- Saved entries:
+++

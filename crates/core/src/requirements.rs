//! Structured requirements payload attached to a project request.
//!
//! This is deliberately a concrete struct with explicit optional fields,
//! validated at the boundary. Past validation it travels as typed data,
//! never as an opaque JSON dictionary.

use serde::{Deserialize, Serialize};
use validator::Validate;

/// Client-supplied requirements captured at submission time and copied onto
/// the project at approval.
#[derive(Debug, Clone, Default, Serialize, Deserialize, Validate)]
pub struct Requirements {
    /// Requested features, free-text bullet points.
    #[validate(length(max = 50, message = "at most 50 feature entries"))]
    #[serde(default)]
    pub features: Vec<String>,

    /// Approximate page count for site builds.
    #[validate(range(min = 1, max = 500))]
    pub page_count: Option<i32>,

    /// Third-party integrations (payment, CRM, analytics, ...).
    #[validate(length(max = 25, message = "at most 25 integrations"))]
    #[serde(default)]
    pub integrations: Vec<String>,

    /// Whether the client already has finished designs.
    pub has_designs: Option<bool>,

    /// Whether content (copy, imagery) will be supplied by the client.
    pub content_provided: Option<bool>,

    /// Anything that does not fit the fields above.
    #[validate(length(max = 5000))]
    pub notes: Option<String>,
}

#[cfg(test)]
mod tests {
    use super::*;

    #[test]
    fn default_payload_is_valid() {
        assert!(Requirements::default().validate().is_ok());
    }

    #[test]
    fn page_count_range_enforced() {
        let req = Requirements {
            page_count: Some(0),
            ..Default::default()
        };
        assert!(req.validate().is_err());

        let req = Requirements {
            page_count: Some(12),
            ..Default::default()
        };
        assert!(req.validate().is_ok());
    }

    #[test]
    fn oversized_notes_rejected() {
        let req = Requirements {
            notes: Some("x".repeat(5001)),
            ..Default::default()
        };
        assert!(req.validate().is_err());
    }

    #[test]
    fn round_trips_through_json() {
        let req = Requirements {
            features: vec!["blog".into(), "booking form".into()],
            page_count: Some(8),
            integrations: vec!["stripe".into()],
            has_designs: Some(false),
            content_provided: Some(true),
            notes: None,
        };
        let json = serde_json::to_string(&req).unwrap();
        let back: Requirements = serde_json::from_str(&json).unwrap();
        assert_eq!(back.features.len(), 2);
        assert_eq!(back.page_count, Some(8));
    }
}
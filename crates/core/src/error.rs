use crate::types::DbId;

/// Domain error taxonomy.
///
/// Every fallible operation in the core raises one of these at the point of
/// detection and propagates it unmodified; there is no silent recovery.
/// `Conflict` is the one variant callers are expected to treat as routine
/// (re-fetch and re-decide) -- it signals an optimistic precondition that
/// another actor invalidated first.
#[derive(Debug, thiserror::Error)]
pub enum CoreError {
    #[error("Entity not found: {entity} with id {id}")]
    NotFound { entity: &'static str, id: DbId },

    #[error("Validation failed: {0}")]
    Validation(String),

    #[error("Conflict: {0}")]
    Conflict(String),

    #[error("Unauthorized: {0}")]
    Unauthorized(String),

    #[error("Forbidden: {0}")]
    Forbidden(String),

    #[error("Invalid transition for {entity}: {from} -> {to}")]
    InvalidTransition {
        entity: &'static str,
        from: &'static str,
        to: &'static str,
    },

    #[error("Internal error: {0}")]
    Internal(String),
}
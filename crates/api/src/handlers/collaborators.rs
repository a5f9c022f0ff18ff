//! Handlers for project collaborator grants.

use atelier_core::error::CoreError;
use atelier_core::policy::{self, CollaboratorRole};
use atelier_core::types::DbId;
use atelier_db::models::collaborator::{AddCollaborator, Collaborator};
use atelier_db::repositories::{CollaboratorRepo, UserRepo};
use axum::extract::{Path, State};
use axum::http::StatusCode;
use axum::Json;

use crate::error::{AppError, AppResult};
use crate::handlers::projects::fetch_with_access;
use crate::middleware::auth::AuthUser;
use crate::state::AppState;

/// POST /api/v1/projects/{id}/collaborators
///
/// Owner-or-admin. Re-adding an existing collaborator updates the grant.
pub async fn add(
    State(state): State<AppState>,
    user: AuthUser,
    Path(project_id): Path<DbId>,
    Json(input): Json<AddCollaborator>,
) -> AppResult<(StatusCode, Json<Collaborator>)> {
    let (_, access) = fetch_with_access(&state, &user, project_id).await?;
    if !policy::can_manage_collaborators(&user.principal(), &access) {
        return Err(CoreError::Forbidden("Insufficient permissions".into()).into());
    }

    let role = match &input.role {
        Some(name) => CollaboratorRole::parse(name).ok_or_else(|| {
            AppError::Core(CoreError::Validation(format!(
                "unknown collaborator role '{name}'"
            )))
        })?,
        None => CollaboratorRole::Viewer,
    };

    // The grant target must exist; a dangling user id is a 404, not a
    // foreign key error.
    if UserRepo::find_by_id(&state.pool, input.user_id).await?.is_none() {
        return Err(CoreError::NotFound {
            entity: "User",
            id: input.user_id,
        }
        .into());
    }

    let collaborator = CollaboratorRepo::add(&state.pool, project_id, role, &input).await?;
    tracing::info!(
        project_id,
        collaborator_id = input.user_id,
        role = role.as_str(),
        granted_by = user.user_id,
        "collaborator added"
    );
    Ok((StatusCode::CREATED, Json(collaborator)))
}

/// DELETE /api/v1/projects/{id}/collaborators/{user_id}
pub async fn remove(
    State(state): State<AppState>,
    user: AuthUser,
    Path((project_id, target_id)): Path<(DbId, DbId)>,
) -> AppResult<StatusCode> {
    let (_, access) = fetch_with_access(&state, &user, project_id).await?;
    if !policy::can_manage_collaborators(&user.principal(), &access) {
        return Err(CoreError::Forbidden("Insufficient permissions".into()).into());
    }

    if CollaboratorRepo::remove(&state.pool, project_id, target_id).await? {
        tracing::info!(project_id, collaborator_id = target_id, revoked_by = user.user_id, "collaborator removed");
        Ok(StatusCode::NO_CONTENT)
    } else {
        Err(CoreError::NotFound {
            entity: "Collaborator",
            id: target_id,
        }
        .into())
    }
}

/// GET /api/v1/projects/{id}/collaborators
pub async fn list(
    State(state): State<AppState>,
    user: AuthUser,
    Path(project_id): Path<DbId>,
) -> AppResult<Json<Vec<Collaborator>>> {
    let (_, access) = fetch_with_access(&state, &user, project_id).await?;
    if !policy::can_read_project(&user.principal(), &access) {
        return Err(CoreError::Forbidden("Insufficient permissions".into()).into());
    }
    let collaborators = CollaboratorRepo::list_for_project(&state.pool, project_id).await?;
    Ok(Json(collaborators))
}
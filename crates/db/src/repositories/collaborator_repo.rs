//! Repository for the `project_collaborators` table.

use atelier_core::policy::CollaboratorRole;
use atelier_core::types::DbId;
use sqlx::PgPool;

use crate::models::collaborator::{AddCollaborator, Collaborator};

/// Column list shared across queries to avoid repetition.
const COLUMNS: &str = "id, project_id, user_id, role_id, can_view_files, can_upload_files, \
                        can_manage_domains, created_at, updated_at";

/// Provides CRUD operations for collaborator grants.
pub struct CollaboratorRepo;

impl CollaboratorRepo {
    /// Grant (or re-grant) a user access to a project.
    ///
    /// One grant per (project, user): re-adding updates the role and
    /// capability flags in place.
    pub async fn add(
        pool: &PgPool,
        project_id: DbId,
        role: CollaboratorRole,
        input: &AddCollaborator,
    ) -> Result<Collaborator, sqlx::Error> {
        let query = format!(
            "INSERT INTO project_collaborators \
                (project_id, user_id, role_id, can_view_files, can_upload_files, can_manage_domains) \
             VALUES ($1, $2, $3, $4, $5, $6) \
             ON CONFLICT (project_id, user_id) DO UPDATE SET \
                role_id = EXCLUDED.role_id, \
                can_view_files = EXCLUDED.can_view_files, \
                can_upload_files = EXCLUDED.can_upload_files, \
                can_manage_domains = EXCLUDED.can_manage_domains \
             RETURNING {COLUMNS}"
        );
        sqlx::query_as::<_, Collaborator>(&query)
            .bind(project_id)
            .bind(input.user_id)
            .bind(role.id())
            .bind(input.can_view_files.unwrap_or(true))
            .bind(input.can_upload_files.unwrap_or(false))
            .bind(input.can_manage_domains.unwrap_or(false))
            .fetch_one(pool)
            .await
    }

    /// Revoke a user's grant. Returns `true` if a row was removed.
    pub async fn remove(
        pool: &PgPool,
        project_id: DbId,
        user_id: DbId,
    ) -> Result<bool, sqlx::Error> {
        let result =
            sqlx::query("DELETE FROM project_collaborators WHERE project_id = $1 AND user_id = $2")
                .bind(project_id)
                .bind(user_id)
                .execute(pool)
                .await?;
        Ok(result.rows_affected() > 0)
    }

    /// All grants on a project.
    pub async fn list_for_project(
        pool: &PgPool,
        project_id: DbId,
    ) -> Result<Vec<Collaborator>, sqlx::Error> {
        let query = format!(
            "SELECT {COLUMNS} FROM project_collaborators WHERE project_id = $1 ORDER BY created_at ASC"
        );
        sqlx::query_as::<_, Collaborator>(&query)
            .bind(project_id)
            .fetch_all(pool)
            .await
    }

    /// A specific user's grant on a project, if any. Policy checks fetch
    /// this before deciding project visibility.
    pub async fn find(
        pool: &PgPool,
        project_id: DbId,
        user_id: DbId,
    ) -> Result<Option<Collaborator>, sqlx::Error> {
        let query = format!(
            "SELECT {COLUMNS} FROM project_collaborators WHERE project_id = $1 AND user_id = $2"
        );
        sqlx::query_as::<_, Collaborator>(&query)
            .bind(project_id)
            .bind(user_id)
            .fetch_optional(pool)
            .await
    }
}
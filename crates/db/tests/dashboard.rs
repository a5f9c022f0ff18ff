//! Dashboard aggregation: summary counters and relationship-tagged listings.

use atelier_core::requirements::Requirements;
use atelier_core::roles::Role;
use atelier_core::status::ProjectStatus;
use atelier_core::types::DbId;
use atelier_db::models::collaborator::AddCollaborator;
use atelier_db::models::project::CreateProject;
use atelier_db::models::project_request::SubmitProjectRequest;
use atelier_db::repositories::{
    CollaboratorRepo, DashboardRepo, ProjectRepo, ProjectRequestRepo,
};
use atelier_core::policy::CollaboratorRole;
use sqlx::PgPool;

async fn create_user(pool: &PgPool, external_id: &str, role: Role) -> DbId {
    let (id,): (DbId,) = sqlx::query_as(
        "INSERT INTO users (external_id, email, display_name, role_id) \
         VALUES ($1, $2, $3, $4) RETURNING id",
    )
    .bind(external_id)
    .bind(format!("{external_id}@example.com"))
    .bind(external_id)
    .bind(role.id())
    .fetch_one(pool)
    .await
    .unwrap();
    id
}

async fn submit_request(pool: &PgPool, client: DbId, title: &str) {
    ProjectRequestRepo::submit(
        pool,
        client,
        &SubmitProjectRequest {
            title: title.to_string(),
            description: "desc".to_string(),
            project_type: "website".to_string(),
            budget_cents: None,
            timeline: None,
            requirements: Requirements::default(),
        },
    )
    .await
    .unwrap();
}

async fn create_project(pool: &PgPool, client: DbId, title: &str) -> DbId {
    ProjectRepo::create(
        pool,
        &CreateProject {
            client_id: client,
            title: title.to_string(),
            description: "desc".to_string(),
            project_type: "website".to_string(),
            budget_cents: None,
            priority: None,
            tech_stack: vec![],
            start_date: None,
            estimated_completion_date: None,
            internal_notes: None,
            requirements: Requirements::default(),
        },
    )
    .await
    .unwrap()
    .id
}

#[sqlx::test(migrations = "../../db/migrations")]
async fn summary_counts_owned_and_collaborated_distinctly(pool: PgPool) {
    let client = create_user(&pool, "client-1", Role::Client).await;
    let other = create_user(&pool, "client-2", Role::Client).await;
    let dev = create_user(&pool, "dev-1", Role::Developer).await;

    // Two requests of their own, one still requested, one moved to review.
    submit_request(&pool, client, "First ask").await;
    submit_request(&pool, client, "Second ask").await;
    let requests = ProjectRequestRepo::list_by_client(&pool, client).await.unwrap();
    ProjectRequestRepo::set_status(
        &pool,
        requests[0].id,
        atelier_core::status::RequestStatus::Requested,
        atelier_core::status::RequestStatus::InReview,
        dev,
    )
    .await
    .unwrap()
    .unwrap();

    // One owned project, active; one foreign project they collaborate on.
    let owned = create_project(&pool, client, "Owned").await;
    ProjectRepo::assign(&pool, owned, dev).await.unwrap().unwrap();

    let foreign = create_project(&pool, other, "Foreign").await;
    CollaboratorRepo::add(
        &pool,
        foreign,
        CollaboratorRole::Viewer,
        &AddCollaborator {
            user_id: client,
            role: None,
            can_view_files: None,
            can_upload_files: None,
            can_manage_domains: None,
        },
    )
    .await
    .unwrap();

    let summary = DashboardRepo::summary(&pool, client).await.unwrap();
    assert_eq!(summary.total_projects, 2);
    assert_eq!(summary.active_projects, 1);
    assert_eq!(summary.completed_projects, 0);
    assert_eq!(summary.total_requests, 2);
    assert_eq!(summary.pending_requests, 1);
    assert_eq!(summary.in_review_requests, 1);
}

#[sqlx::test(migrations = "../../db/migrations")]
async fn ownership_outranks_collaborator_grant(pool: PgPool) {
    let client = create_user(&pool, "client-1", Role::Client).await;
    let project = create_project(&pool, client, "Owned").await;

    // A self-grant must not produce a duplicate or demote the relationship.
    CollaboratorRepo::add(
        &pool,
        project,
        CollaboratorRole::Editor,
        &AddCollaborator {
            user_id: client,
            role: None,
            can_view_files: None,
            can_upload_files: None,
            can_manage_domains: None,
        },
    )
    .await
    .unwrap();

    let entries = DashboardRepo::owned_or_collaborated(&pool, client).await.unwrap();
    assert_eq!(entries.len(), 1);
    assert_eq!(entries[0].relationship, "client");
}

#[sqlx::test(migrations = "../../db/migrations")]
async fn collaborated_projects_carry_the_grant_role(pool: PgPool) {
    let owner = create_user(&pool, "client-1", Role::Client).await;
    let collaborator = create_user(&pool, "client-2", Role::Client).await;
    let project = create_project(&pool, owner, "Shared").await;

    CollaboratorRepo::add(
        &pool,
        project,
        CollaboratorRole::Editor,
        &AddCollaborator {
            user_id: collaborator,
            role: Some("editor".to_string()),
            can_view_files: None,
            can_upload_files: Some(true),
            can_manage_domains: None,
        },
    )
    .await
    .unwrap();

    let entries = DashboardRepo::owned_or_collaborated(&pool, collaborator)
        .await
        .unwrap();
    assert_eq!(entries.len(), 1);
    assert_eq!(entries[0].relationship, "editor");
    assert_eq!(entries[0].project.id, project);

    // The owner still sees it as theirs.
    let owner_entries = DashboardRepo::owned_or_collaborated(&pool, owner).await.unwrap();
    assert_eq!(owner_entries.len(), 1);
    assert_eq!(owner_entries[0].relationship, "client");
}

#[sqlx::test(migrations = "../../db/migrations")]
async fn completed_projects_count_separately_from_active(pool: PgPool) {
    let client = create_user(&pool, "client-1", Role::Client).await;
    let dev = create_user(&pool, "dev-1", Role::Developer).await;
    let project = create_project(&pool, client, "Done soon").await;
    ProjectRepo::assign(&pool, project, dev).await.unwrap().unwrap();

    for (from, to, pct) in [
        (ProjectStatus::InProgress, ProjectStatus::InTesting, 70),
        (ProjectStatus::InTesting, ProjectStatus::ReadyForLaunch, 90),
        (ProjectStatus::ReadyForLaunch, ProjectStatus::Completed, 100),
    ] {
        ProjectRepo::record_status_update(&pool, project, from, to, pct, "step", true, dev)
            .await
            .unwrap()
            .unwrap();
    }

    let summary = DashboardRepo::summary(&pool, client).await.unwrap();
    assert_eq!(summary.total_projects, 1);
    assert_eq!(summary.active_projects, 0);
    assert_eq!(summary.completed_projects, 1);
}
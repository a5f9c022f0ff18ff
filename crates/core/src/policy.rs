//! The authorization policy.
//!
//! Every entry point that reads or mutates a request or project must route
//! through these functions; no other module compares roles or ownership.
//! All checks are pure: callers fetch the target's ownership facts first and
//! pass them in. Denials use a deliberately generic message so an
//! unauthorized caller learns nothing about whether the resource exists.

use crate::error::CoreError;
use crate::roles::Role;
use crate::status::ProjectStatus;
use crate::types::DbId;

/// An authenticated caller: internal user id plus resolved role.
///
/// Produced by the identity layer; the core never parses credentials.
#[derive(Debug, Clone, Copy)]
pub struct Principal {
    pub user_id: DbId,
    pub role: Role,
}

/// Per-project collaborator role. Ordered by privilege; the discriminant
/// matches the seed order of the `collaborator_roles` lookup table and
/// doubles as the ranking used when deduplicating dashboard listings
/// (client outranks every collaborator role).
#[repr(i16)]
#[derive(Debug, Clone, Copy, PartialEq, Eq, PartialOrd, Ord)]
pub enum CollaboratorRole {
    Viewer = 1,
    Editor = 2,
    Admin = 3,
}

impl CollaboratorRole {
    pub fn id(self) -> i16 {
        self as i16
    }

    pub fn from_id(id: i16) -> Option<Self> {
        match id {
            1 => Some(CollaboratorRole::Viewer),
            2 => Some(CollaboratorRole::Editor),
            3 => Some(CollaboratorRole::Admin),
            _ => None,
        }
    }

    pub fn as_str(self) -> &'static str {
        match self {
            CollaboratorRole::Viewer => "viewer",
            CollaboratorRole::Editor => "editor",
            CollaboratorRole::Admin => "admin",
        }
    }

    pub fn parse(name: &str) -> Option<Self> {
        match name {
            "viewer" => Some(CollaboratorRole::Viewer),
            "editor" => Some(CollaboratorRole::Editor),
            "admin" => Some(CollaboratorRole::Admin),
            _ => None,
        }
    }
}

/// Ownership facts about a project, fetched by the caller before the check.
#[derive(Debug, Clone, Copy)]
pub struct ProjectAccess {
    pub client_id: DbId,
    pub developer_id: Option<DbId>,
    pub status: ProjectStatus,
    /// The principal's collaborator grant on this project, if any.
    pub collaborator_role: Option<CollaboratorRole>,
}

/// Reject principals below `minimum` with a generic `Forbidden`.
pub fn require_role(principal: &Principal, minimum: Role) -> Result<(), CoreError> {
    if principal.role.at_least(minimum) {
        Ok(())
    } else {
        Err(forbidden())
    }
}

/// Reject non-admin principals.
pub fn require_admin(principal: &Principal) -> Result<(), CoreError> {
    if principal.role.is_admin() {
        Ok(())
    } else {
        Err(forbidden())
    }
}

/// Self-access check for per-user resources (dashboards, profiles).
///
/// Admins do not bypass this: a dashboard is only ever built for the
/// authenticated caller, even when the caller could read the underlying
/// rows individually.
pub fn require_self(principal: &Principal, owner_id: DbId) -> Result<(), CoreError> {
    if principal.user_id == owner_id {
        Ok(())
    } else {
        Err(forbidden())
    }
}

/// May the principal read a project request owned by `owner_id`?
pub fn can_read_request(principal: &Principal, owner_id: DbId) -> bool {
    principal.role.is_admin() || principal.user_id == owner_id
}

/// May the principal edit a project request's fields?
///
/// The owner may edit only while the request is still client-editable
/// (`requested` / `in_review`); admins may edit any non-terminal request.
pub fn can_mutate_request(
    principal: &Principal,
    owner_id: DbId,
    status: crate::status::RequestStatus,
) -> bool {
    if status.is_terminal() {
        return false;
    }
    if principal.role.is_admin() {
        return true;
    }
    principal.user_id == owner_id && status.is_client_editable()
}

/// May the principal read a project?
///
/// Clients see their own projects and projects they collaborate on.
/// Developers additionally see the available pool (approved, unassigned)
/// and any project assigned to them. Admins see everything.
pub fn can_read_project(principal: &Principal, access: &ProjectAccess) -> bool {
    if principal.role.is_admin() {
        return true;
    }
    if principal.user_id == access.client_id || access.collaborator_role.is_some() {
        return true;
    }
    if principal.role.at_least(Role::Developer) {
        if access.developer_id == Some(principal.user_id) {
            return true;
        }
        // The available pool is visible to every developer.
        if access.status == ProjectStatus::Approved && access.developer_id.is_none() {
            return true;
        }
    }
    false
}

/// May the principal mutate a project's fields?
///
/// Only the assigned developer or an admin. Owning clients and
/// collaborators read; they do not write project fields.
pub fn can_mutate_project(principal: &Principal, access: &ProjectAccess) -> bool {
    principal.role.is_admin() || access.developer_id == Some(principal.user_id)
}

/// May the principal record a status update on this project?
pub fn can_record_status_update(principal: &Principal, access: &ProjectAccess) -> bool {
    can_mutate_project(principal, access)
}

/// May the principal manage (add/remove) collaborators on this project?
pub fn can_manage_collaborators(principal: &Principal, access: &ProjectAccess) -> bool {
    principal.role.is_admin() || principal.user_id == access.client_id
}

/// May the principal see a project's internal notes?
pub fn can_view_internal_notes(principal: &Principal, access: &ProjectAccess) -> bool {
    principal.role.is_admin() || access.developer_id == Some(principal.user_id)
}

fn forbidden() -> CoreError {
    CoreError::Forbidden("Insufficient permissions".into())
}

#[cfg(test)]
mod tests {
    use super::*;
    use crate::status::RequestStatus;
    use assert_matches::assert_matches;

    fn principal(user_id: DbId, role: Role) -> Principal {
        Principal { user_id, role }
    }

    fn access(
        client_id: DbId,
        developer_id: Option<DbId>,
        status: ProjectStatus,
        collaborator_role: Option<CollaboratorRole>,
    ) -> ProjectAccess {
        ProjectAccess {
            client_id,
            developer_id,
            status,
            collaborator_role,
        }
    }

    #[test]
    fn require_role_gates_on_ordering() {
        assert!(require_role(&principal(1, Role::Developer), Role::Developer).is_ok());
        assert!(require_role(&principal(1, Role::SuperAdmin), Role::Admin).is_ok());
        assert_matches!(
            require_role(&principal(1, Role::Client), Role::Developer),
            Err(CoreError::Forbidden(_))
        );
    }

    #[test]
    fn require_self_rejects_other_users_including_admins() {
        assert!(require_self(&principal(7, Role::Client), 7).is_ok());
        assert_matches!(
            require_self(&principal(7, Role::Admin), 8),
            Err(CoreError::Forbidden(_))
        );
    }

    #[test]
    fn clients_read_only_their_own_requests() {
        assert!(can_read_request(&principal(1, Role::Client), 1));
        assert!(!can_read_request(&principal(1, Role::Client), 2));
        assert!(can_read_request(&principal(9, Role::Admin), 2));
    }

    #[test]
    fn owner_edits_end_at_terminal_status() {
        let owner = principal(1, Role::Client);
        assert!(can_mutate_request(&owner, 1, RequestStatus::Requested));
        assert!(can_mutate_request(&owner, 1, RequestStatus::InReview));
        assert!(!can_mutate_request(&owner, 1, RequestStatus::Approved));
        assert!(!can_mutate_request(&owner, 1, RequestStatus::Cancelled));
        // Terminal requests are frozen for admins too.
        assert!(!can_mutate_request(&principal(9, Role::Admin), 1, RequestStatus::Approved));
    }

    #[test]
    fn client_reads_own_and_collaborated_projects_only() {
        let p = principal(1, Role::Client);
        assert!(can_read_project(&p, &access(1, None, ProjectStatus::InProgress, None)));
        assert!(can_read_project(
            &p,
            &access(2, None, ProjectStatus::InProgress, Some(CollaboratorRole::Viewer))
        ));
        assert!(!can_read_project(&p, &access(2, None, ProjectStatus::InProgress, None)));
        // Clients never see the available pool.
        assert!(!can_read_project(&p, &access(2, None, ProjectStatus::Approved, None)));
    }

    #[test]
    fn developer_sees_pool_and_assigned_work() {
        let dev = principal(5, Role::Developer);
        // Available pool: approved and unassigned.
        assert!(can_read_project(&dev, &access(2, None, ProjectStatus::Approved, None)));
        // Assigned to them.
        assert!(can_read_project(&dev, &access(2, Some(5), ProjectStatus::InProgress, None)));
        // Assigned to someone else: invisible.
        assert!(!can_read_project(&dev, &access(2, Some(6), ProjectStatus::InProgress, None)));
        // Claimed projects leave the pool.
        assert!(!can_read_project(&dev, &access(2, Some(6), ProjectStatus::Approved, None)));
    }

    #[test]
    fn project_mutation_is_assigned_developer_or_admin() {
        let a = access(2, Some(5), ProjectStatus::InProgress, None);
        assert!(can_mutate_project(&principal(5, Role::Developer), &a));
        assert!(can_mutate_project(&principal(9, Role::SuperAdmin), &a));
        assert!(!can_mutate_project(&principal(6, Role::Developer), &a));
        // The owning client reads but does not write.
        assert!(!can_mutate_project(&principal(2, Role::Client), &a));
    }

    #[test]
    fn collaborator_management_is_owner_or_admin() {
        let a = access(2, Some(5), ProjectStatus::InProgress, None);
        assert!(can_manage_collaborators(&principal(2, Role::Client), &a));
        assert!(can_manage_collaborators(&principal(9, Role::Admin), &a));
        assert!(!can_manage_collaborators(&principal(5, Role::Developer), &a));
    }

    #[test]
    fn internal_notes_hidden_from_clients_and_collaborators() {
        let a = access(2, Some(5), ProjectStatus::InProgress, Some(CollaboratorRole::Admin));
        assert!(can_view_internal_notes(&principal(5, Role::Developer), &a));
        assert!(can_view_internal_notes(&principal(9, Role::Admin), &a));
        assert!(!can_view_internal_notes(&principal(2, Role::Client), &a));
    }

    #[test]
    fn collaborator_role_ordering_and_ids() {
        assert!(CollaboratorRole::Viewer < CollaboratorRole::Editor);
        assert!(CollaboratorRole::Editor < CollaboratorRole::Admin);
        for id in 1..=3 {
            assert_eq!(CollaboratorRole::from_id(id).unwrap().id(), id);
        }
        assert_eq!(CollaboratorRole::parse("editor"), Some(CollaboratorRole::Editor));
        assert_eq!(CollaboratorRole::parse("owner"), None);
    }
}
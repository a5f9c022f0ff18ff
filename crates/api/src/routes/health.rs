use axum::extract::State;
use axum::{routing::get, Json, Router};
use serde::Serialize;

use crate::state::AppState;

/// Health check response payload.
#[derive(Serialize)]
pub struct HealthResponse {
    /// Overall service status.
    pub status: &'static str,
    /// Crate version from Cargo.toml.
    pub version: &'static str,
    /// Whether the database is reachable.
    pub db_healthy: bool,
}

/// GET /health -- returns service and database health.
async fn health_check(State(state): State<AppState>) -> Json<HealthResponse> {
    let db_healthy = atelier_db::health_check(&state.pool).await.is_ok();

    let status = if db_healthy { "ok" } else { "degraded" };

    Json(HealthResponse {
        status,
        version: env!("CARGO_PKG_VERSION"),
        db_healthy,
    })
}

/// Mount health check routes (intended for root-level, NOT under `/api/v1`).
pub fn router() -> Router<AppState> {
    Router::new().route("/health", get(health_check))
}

+++

- Directions: How many lines of the data hold the string "models"? Reply with the number alone.

- Completed exercise: 5